» **About this exercise**:
What you return must match the records character for character.

» **Supplied information**:
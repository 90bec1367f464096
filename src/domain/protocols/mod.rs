//! Protocol envelope types

pub mod json_rpc;

pub use json_rpc::{JsonRpcError, JsonRpcRequest, JsonRpcResponse};
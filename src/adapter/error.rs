//! Error types for client adapters

#[cfg(feature = "http-client")]
use std::io;

#[cfg(feature = "http-client")]
use thiserror::Error;

#[cfg(feature = "http-client")]
use crate::domain::error::A2uiError;

/// Error type for the HTTP client adapter
#[derive(Error, Debug)]
#[cfg(feature = "http-client")]
pub enum HttpClientError {
    /// Reqwest client error
    #[error("HTTP client error: {0}")]
    Reqwest(#[from] reqwest::Error),

    /// Invalid server URL
    #[error("Invalid server URL: {0}")]
    Url(#[from] url::ParseError),

    /// IO error during HTTP operations
    #[error("IO error: {0}")]
    Io(#[from] io::Error),

    /// Error during request construction
    #[error("Request error: {0}")]
    Request(String),

    /// Error with HTTP response
    #[error("Response error: {status} - {message}")]
    Response { status: u16, message: String },

    /// Connection timeout
    #[error("Connection timeout")]
    Timeout,
}

// Conversion from adapter errors to domain errors
#[cfg(feature = "http-client")]
impl From<HttpClientError> for A2uiError {
    fn from(error: HttpClientError) -> Self {
        match error {
            HttpClientError::Reqwest(e) => A2uiError::Internal(format!("HTTP client error: {}", e)),
            HttpClientError::Url(e) => A2uiError::InvalidParams(format!("Invalid server URL: {}", e)),
            HttpClientError::Io(e) => A2uiError::Io(e),
            HttpClientError::Request(msg) => {
                A2uiError::Internal(format!("HTTP request error: {}", msg))
            }
            HttpClientError::Response { status, message } => {
                A2uiError::Internal(format!("HTTP response error: {} - {}", status, message))
            }
            HttpClientError::Timeout => A2uiError::Internal("HTTP request timeout".to_string()),
        }
    }
}
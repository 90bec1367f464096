use indexmap::IndexMap;
use serde::{Deserialize, Serialize};
use serde_json::{Map, Value};

use crate::domain::core::directive::ComponentEntry;

/// A named, independently addressable UI subtree.
///
/// Surfaces are created and replaced by inbound update directives and
/// deleted by explicit delete directives. Component order within a surface
/// follows insertion order, which is the order the server declared them in.
#[derive(Debug, Clone, Default, Serialize, Deserialize)]
pub struct Surface {
    /// Root component id, set by `beginRendering`
    pub root: Option<String>,
    pub components: IndexMap<String, ComponentNode>,
}

impl Surface {
    /// Insert or replace components from a surface update
    pub fn apply_components(&mut self, entries: Vec<ComponentEntry>) {
        for entry in entries {
            if let Some(node) = ComponentNode::from_entry(entry) {
                self.components.insert(node.id.clone(), node);
            }
        }
    }

    pub fn component(&self, id: &str) -> Option<&ComponentNode> {
        self.components.get(id)
    }

    pub fn is_empty(&self) -> bool {
        self.components.is_empty()
    }
}

/// One renderable node within a surface: a type tag plus a property map
/// whose values are literals or bindings.
#[derive(Debug, Clone, Serialize, Deserialize)]
pub struct ComponentNode {
    pub id: String,
    #[serde(rename = "type")]
    pub component_type: String,
    pub properties: Map<String, Value>,
}

impl ComponentNode {
    /// Flatten a wire component entry (`{id, component: {Type: props}}`)
    /// into a typed node. Entries without a type key or with a non-object
    /// payload yield `None`.
    pub fn from_entry(entry: ComponentEntry) -> Option<Self> {
        let (type_name, payload) = entry
            .component
            .into_iter()
            .next()
            .map(|(name, props)| (name, props))?;
        let properties = match payload {
            Value::Object(map) => map,
            _ => return None,
        };
        Some(Self {
            id: entry.id,
            component_type: type_name,
            properties,
        })
    }

    pub fn property(&self, name: &str) -> Option<&Value> {
        self.properties.get(name)
    }
}

/// Whether a property value is a data-model binding (`{"path": "..."}`)
/// rather than an inline literal.
pub fn is_binding(value: &Value) -> bool {
    value
        .as_object()
        .map(|obj| obj.contains_key("path"))
        .unwrap_or(false)
}

/// The binding's path, if the value is a binding
pub fn binding_path(value: &Value) -> Option<&str> {
    value.as_object()?.get("path")?.as_str()
}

» **Solution to this exercise**:
repository 90bec1367f464096
filename src/domain/protocols/mod.rs
//! Protocol envelope types

pub mod json_rpc;

pub use json_rpc::{JsonRpcError, JsonRpcRequest, JsonRpcResponse};
filename src/adapter/error.rs
//! Error types for client adapters

#[cfg(feature = "http-client")]
use std::io;

#[cfg(feature = "http-client")]
use thiserror::Error;

#[cfg(feature = "http-client")]
use crate::domain::error::A2uiError;

/// Error type for the HTTP client adapter
#[derive(Error, Debug)]
#[cfg(feature = "http-client")]
pub enum HttpClientError {
    /// Reqwest client error
    #[error("HTTP client error: {0}")]
    Reqwest(#[from] reqwest::Error),

    /// Invalid server URL
    #[error("Invalid server URL: {0}")]
    Url(#[from] url::ParseError),

    /// IO error during HTTP operations
    #[error("IO error: {0}")]
    Io(#[from] io::Error),

    /// Error during request construction
    #[error("Request error: {0}")]
    Request(String),

    /// Error with HTTP response
    #[error("Response error: {status} - {message}")]
    Response { status: u16, message: String },

    /// Connection timeout
    #[error("Connection timeout")]
    Timeout,
}

// Conversion from adapter errors to domain errors
#[cfg(feature = "http-client")]
impl From<HttpClientError> for A2uiError {
    fn from(error: HttpClientError) -> Self {
        match error {
            HttpClientError::Reqwest(e) => A2uiError::Internal(format!("HTTP client error: {}", e)),
            HttpClientError::Url(e) => A2uiError::InvalidParams(format!("Invalid server URL: {}", e)),
            HttpClientError::Io(e) => A2uiError::Io(e),
            HttpClientError::Request(msg) => {
                A2uiError::Internal(format!("HTTP request error: {}", msg))
            }
            HttpClientError::Response { status, message } => {
                A2uiError::Internal(format!("HTTP response error: {} - {}", status, message))
            }
            HttpClientError::Timeout => A2uiError::Internal("HTTP request timeout".to_string()),
        }
    }
}
repository 90bec1367f464096
use indexmap::IndexMap;
use serde::{Deserialize, Serialize};
use serde_json::{Map, Value};

use crate::domain::core::directive::ComponentEntry;

/// A named, independently addressable UI subtree.
///
/// Surfaces are created and replaced by inbound update directives and
/// deleted by explicit delete directives. Component order within a surface
/// follows insertion order, which is the order the server declared them in.
#[derive(Debug, Clone, Default, Serialize, Deserialize)]
pub struct Surface {
    /// Root component id, set by `beginRendering`
    pub root: Option<String>,
    pub components: IndexMap<String, ComponentNode>,
}

impl Surface {
    /// Insert or replace components from a surface update
    pub fn apply_components(&mut self, entries: Vec<ComponentEntry>) {
        for entry in entries {
            if let Some(node) = ComponentNode::from_entry(entry) {
                self.components.insert(node.id.clone(), node);
            }
        }
    }

    pub fn component(&self, id: &str) -> Option<&ComponentNode> {
        self.components.get(id)
    }

    pub fn is_empty(&self) -> bool {
        self.components.is_empty()
    }
}

/// One renderable node within a surface: a type tag plus a property map
/// whose values are literals or bindings.
#[derive(Debug, Clone, Serialize, Deserialize)]
pub struct ComponentNode {
    pub id: String,
    #[serde(rename = "type")]
    pub component_type: String,
    pub properties: Map<String, Value>,
}

impl ComponentNode {
    /// Flatten a wire component entry (`{id, component: {Type: props}}`)
    /// into a typed node. Entries without a type key or with a non-object
    /// payload yield `None`.
    pub fn from_entry(entry: ComponentEntry) -> Option<Self> {
        let (type_name, payload) = entry
            .component
            .into_iter()
            .next()
            .map(|(name, props)| (name, props))?;
        let properties = match payload {
            Value::Object(map) => map,
            _ => return None,
        };
        Some(Self {
            id: entry.id,
            component_type: type_name,
            properties,
        })
    }

    pub fn property(&self, name: &str) -> Option<&Value> {
        self.properties.get(name)
    }
}

/// Whether a property value is a data-model binding (`{"path": "..."}`)
/// rather than an inline literal.
pub fn is_binding(value: &Value) -> bool {
    value
        .as_object()
        .map(|obj| obj.contains_key("path"))
        .unwrap_or(false)
}

/// The binding's path, if the value is a binding
pub fn binding_path(value: &Value) -> Option<&str> {
    value.as_object()?.get("path")?.as_str()
}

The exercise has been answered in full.